- What to produce: Find the string "data" in the records. Copy each line that has it.

Input section start

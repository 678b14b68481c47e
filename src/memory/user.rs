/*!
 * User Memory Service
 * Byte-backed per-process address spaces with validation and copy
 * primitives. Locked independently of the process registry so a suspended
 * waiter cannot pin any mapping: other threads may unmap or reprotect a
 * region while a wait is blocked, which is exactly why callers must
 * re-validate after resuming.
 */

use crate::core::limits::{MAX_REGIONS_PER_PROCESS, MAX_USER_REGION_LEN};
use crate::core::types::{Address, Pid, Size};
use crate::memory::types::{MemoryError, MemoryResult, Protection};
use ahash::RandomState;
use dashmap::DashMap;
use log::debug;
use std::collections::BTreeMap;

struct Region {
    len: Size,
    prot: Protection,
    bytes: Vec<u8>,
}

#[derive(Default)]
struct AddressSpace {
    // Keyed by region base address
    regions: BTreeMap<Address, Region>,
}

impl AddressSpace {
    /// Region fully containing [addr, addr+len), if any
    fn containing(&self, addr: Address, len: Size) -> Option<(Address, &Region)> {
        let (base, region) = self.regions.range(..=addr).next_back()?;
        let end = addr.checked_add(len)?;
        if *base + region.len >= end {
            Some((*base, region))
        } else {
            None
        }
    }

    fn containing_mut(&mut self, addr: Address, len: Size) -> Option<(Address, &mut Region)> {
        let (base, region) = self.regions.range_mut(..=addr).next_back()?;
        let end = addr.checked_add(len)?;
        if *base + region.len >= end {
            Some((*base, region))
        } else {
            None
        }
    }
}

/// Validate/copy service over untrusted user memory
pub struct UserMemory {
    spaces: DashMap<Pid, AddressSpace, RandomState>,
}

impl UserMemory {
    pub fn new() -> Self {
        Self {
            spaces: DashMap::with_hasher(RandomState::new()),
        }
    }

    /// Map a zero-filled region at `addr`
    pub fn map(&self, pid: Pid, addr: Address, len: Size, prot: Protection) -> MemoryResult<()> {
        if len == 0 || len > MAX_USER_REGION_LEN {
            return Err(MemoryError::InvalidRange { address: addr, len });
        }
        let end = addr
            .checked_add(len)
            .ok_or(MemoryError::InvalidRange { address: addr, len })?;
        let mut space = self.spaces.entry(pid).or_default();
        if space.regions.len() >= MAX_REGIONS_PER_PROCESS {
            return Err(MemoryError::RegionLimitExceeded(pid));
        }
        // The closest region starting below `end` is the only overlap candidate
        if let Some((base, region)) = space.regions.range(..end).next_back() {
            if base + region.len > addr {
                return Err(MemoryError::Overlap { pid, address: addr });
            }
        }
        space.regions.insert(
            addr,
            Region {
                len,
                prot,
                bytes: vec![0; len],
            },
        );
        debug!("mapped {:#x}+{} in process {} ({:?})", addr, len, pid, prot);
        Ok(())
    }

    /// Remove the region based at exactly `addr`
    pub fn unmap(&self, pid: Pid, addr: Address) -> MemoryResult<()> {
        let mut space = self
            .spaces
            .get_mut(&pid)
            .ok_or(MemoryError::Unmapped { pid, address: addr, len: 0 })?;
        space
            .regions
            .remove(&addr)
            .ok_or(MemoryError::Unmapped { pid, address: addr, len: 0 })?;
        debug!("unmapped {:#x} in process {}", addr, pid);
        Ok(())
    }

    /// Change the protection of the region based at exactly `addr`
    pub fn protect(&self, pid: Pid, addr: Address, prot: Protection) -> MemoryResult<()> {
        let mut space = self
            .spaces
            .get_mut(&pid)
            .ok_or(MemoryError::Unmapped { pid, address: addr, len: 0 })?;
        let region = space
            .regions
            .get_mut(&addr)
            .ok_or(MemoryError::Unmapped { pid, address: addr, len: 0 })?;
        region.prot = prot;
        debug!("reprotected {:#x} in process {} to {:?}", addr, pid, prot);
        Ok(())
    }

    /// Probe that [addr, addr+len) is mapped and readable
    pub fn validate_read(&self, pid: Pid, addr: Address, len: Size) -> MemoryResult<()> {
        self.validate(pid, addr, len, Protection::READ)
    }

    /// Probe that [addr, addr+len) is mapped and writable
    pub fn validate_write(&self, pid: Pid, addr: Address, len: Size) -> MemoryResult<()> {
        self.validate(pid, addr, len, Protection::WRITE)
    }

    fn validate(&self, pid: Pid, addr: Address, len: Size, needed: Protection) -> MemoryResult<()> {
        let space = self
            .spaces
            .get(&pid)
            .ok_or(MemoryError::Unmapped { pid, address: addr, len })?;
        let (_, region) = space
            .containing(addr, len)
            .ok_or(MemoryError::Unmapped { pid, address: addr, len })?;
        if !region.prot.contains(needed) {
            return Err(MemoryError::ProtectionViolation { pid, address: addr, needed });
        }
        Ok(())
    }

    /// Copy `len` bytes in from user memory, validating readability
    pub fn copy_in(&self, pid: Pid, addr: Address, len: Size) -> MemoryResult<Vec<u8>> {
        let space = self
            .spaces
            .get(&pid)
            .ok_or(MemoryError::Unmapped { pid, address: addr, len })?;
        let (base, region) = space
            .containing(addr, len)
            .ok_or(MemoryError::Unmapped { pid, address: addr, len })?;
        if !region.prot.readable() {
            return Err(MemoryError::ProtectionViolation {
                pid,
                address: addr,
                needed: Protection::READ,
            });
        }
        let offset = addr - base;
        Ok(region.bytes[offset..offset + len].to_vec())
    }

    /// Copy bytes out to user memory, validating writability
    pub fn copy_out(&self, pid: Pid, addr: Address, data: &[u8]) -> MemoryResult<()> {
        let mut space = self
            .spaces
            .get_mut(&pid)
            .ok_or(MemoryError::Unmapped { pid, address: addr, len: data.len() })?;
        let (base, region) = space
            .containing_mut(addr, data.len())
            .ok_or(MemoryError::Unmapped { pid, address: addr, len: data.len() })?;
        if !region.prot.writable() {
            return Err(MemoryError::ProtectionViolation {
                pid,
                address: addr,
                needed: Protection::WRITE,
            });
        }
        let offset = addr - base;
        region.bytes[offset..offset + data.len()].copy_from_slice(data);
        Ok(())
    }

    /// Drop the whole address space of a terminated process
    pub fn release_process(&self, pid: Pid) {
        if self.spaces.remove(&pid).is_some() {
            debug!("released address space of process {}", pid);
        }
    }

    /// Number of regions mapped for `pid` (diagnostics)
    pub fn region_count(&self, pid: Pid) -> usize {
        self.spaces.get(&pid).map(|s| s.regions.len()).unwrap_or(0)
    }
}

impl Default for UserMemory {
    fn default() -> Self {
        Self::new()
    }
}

Input section end
Input section start

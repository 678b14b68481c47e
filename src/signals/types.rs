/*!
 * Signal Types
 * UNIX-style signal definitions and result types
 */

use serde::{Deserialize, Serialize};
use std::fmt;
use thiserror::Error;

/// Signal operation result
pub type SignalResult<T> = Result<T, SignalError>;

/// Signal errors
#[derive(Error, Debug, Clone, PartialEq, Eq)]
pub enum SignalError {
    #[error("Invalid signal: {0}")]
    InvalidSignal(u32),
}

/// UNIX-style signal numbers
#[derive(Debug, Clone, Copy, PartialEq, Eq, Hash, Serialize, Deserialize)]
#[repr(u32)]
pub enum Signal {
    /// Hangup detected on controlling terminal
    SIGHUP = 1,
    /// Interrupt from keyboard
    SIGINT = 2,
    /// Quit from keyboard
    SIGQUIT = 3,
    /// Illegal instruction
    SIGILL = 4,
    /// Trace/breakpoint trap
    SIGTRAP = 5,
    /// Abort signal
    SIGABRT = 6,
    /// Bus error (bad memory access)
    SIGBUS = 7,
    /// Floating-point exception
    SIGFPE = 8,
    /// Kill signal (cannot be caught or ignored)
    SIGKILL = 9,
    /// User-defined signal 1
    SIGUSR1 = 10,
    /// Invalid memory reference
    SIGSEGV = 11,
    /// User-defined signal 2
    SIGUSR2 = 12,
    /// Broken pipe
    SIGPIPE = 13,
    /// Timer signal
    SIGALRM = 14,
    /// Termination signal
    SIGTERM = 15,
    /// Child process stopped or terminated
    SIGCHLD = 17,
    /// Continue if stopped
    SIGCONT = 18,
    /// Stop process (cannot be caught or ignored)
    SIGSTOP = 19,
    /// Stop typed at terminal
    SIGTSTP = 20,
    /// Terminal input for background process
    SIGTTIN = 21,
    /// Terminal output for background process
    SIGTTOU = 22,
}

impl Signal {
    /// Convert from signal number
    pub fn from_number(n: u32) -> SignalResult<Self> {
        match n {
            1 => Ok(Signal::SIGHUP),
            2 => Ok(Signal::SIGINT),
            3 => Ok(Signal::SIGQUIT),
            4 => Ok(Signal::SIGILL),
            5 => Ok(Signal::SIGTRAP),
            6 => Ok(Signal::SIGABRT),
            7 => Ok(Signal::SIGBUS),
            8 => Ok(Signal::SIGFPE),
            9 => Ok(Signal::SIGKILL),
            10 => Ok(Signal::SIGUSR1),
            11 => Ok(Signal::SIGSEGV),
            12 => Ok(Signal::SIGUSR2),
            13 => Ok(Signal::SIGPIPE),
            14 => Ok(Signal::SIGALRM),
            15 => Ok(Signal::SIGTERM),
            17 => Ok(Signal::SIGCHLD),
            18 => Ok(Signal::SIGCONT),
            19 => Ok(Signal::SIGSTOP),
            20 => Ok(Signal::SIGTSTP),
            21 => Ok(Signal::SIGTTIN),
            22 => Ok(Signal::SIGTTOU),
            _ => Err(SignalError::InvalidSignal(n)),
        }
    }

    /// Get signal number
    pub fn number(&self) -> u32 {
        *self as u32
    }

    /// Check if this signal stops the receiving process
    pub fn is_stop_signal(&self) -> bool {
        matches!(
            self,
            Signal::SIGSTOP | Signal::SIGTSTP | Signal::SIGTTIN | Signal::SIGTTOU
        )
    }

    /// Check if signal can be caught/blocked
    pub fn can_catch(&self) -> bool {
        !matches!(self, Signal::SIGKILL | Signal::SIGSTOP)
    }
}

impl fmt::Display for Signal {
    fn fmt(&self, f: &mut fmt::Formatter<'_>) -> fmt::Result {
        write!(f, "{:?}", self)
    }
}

Input section end

- Result for this task:
    pub fn copy_out(&self, pid: Pid, addr: Address, data: &[u8]) -> MemoryResult<()> {
            .ok_or(MemoryError::Unmapped { pid, address: addr, len: data.len() })?;
            .containing_mut(addr, data.len())
            .ok_or(MemoryError::Unmapped { pid, address: addr, len: data.len() })?;
        region.bytes[offset..offset + data.len()].copy_from_slice(data);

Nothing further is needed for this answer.